--- START ---
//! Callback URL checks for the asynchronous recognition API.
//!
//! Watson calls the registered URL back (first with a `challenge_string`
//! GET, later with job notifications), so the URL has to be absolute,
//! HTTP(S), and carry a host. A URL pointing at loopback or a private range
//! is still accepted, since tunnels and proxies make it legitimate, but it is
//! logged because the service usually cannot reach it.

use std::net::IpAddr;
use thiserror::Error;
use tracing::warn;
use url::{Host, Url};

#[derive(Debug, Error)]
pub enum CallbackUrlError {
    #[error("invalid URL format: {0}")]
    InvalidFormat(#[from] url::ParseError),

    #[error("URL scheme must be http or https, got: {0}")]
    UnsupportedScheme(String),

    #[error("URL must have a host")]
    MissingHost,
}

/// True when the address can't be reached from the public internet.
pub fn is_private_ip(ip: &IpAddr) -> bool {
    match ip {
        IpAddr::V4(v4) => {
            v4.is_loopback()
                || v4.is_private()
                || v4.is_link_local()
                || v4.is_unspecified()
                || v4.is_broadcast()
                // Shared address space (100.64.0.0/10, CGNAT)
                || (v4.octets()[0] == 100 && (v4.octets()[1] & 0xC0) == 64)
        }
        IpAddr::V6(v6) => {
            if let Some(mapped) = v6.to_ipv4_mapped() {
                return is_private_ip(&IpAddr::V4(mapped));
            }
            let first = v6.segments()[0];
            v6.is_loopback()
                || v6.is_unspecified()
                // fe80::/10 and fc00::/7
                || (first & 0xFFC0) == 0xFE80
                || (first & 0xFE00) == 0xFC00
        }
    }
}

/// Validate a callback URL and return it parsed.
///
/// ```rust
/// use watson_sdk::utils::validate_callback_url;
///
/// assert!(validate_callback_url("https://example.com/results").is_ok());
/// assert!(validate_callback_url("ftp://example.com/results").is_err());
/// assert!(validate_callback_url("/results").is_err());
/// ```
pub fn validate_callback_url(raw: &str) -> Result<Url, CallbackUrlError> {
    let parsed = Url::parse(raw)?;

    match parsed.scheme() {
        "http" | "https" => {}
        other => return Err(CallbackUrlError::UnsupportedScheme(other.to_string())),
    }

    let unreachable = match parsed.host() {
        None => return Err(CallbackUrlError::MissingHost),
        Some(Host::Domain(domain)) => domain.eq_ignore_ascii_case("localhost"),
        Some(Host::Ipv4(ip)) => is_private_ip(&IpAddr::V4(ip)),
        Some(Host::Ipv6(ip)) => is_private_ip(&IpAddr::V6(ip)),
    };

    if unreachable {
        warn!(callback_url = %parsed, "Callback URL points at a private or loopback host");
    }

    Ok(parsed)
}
--- END ---
--- START ---
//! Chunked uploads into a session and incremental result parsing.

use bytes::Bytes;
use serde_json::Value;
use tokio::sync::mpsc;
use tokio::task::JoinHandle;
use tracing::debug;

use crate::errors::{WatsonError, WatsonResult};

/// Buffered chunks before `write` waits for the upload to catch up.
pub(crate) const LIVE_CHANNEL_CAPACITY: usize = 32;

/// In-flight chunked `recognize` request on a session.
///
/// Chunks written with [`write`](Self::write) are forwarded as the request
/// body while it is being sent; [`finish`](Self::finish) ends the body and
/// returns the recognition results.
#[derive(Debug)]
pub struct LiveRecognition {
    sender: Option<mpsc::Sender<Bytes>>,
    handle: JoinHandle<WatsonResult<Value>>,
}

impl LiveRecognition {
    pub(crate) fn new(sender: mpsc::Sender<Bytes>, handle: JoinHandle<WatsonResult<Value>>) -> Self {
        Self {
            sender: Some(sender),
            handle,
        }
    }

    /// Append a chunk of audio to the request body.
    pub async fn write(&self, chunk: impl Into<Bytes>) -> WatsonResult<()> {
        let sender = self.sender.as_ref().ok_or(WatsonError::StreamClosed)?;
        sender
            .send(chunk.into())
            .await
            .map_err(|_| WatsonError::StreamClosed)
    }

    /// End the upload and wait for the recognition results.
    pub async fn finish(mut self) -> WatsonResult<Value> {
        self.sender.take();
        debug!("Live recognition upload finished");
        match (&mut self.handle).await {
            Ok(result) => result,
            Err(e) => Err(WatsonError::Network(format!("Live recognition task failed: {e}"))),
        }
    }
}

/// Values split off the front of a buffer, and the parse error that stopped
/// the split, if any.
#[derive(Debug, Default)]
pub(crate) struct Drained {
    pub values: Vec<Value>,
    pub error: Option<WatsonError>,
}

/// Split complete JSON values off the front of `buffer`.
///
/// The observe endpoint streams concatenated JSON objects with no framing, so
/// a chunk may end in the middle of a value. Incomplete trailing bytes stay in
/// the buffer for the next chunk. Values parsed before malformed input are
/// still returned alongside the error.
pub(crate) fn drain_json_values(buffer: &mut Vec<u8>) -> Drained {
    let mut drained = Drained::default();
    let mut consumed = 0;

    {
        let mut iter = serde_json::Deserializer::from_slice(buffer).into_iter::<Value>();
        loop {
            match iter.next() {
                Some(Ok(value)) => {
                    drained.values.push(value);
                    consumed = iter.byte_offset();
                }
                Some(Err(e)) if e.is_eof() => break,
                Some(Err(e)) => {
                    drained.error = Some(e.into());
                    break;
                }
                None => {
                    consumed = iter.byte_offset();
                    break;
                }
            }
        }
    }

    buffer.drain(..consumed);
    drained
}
--- END ---
--- START ---
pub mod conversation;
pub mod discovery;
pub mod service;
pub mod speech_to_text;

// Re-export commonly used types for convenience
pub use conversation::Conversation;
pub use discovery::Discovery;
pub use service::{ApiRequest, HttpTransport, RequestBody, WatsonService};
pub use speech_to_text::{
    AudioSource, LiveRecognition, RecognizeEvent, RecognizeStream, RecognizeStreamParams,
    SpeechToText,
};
--- END ---
- Problem details:
Working from the material above, restate word for word the lines between the line with "asynchronous recognition API." and the line with "pub enum CallbackUrlError", both included, and only those.

- Problem solution:
//! Callback URL checks for the asynchronous recognition API.
//!
//! Watson calls the registered URL back (first with a `challenge_string`
//! GET, later with job notifications), so the URL has to be absolute,
//! HTTP(S), and carry a host. A URL pointing at loopback or a private range
//! is still accepted, since tunnels and proxies make it legitimate, but it is
//! logged because the service usually cannot reach it.

use std::net::IpAddr;
use thiserror::Error;
use tracing::warn;
use url::{Host, Url};

#[derive(Debug, Error)]
pub enum CallbackUrlError {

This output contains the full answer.